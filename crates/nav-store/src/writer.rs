//! The `TripLogWriter` trait implemented by every trip-log backend.

use crate::{ArrivalRow, PlanRow, PositionRow, StoreResult};

/// Backend-agnostic sink for trip-log rows.
pub trait TripLogWriter {
    /// Append one position update.
    fn write_position(&mut self, row: &PositionRow) -> StoreResult<()>;

    /// Append one plan change.
    fn write_plan(&mut self, row: &PlanRow) -> StoreResult<()>;

    /// Append one arrival summary.
    fn write_arrival(&mut self, row: &ArrivalRow) -> StoreResult<()>;

    /// Flush and close.  Called once when the session ends.
    fn finish(&mut self) -> StoreResult<()>;
}
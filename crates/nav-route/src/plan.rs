//! Route plans: geometry, maneuvers, congestion and provider totals.
//!
//! A [`RoutePlan`] is immutable once built.  Replacing the active route means
//! swapping in a whole new plan; nothing ever patches one in place.

use log::warn;

use nav_core::{GeoPoint, Timestamp};
use nav_geometry::{Projection, RouteLine};

use crate::{RouteError, RouteResult};

// ── Step ──────────────────────────────────────────────────────────────────────

/// One maneuver of a route.
#[derive(Debug, Clone, PartialEq)]
#[cfg_attr(feature = "serde", derive(serde::Serialize, serde::Deserialize))]
pub struct Step {
    /// Where the maneuver happens.
    pub location:      GeoPoint,
    /// Human-readable instruction, e.g. "Turn left onto Dauphin Street".
    pub instruction:   String,
    /// Heading after the maneuver, degrees `[0, 360)`.
    pub bearing_after: f64,
    /// Length of the road stretch that follows the maneuver.
    pub distance_m:    f64,
    /// Expected time to drive that stretch.
    pub duration_s:    f64,
    pub road_name:     String,
}

// ── Congestion ────────────────────────────────────────────────────────────────

/// Traffic severity of one geometry edge.
#[derive(Copy, Clone, Debug, PartialEq, Eq, Hash, Default)]
#[cfg_attr(feature = "serde", derive(serde::Serialize, serde::Deserialize))]
#[cfg_attr(feature = "serde", serde(rename_all = "snake_case"))]
pub enum Congestion {
    /// No data for this edge; drawn without an overlay.
    #[default]
    Unknown,
    Low,
    Moderate,
    Heavy,
    Severe,
}

impl Congestion {
    /// Parse a provider label.  Anything unrecognised maps to `Unknown`
    /// rather than failing.
    pub fn parse(label: &str) -> Self {
        match label {
            "low"      => Congestion::Low,
            "moderate" => Congestion::Moderate,
            "heavy"    => Congestion::Heavy,
            "severe"   => Congestion::Severe,
            _          => Congestion::Unknown,
        }
    }

    pub fn as_str(self) -> &'static str {
        match self {
            Congestion::Unknown  => "unknown",
            Congestion::Low      => "low",
            Congestion::Moderate => "moderate",
            Congestion::Heavy    => "heavy",
            Congestion::Severe   => "severe",
        }
    }

    #[inline]
    pub fn has_overlay(self) -> bool {
        self != Congestion::Unknown
    }
}

/// A run of consecutive edges sharing one severity, ready to draw as a
/// single colored line.
#[derive(Debug, Clone, PartialEq)]
pub struct CongestionSegment {
    pub severity: Congestion,
    pub points:   Vec<GeoPoint>,
}

// ── RouteSplit ────────────────────────────────────────────────────────────────

/// A plan's geometry cut at the traveler's position.
#[derive(Debug, Clone, PartialEq)]
pub struct RouteSplit {
    /// Where the position projects onto the plan line.
    pub projection: Projection,
    /// From the plan origin up to and including the cut point.
    pub traversed:  Vec<GeoPoint>,
    /// From the cut point to the destination.
    pub remaining:  Vec<GeoPoint>,
}

impl RouteSplit {
    /// Perpendicular distance from the position to the plan line.
    #[inline]
    pub fn deviation_m(&self) -> f64 {
        self.projection.distance_m
    }
}

// ── RoutePlan ─────────────────────────────────────────────────────────────────

/// The route currently being followed.
#[derive(Debug, Clone)]
pub struct RoutePlan {
    line:             RouteLine,
    steps:            Vec<Step>,
    congestion:       Vec<Congestion>,
    total_distance_m: f64,
    total_duration_s: f64,
}

impl RoutePlan {
    /// Build a plan from provider output.
    ///
    /// - Fewer than two finite geometry points is an error.
    /// - `congestion` must hold exactly one entry per geometry edge; any other
    ///   length (or a geometry with dropped non-finite vertices) makes the
    ///   congestion data unavailable instead of failing.
    /// - Non-finite or non-positive totals fall back to the geometry length
    ///   and the sum of step durations.
    pub fn new(
        geometry:         Vec<GeoPoint>,
        steps:            Vec<Step>,
        congestion:       Vec<Congestion>,
        total_distance_m: f64,
        total_duration_s: f64,
    ) -> RouteResult<Self> {
        let raw_len = geometry.len();
        let line = RouteLine::new(geometry);
        if line.is_degenerate() {
            return Err(RouteError::DegenerateGeometry { points: line.len() });
        }

        for (index, step) in steps.iter().enumerate() {
            if !step.location.is_finite() {
                return Err(RouteError::InvalidStep {
                    index,
                    reason: "maneuver location is not a finite coordinate".into(),
                });
            }
        }

        let congestion = if congestion.is_empty() {
            congestion
        } else if line.len() == raw_len && congestion.len() == raw_len - 1 {
            congestion
        } else {
            warn!(
                "congestion annotations unavailable: {} entries for {} geometry edges",
                congestion.len(),
                raw_len.saturating_sub(1),
            );
            Vec::new()
        };

        let total_distance_m = if total_distance_m.is_finite() && total_distance_m > 0.0 {
            total_distance_m
        } else {
            line.total_m()
        };
        let total_duration_s = if total_duration_s.is_finite() && total_duration_s >= 0.0 {
            total_duration_s
        } else {
            steps.iter().map(|s| s.duration_s.max(0.0)).sum()
        };

        Ok(Self { line, steps, congestion, total_distance_m, total_duration_s })
    }

    /// Rebuild a plan from a persisted snapshot.
    ///
    /// Snapshots carry no congestion or provider totals, so the distance is
    /// the geometry length and the duration is the sum of step durations.
    pub fn from_snapshot(snapshot: &PlanSnapshot) -> RouteResult<Self> {
        Self::new(
            snapshot.route_geometry.clone(),
            snapshot.steps.clone(),
            Vec::new(),
            f64::NAN,
            f64::NAN,
        )
    }

    /// The persistence record for this plan.
    pub fn to_snapshot(&self, eta: Timestamp, current_road_name: impl Into<String>) -> PlanSnapshot {
        PlanSnapshot {
            route_geometry:    self.line.points().to_vec(),
            steps:             self.steps.clone(),
            eta,
            current_road_name: current_road_name.into(),
        }
    }

    // ── Accessors ─────────────────────────────────────────────────────────

    pub fn geometry(&self) -> &[GeoPoint] {
        self.line.points()
    }

    pub fn line(&self) -> &RouteLine {
        &self.line
    }

    pub fn steps(&self) -> &[Step] {
        &self.steps
    }

    /// Per-edge congestion; empty when unavailable.
    pub fn congestion(&self) -> &[Congestion] {
        &self.congestion
    }

    pub fn has_congestion(&self) -> bool {
        !self.congestion.is_empty()
    }

    pub fn total_distance_m(&self) -> f64 {
        self.total_distance_m
    }

    pub fn total_duration_s(&self) -> f64 {
        self.total_duration_s
    }

    pub fn origin(&self) -> GeoPoint {
        // Non-degenerate by construction.
        self.line.first().unwrap_or_default()
    }

    pub fn destination(&self) -> GeoPoint {
        self.line.last().unwrap_or_default()
    }

    // ── Derived geometry ──────────────────────────────────────────────────

    /// Cut the geometry at the projection of `position`.
    ///
    /// Returns `None` only for a non-finite position.
    pub fn split_at(&self, position: GeoPoint) -> Option<RouteSplit> {
        let projection = self.line.project(position)?;
        let (traversed, remaining) = self.line.split_at(&projection);
        Some(RouteSplit { projection, traversed, remaining })
    }

    /// Merge consecutive edges of equal severity into drawable segments.
    /// Edges without data are skipped.
    pub fn congestion_segments(&self) -> Vec<CongestionSegment> {
        let points = self.line.points();
        let mut out: Vec<CongestionSegment> = Vec::new();
        let mut prev: Option<Congestion> = None;

        for (edge, &severity) in self.congestion.iter().enumerate() {
            if !severity.has_overlay() {
                prev = None;
                continue;
            }
            match out.last_mut() {
                Some(seg) if prev == Some(severity) => seg.points.push(points[edge + 1]),
                _ => out.push(CongestionSegment {
                    severity,
                    points: vec![points[edge], points[edge + 1]],
                }),
            };
            prev = Some(severity);
        }
        out
    }
}

// ── PlanSnapshot ──────────────────────────────────────────────────────────────

/// What the persistence collaborator stores after each plan change, and reads
/// back when a suspended session resumes.
#[derive(Debug, Clone, PartialEq)]
#[cfg_attr(feature = "serde", derive(serde::Serialize, serde::Deserialize))]
pub struct PlanSnapshot {
    pub route_geometry:    Vec<GeoPoint>,
    pub steps:             Vec<Step>,
    pub eta:               Timestamp,
    pub current_road_name: String,
}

- _Exercise details_
Starting at the line that contains "pub struct PlanSnapshot", retype each line through the end of the listing above and nothing else.

- _Answer section_
pub struct PlanSnapshot {
    pub route_geometry:    Vec<GeoPoint>,
    pub steps:             Vec<Step>,
    pub eta:               Timestamp,
    pub current_road_name: String,
}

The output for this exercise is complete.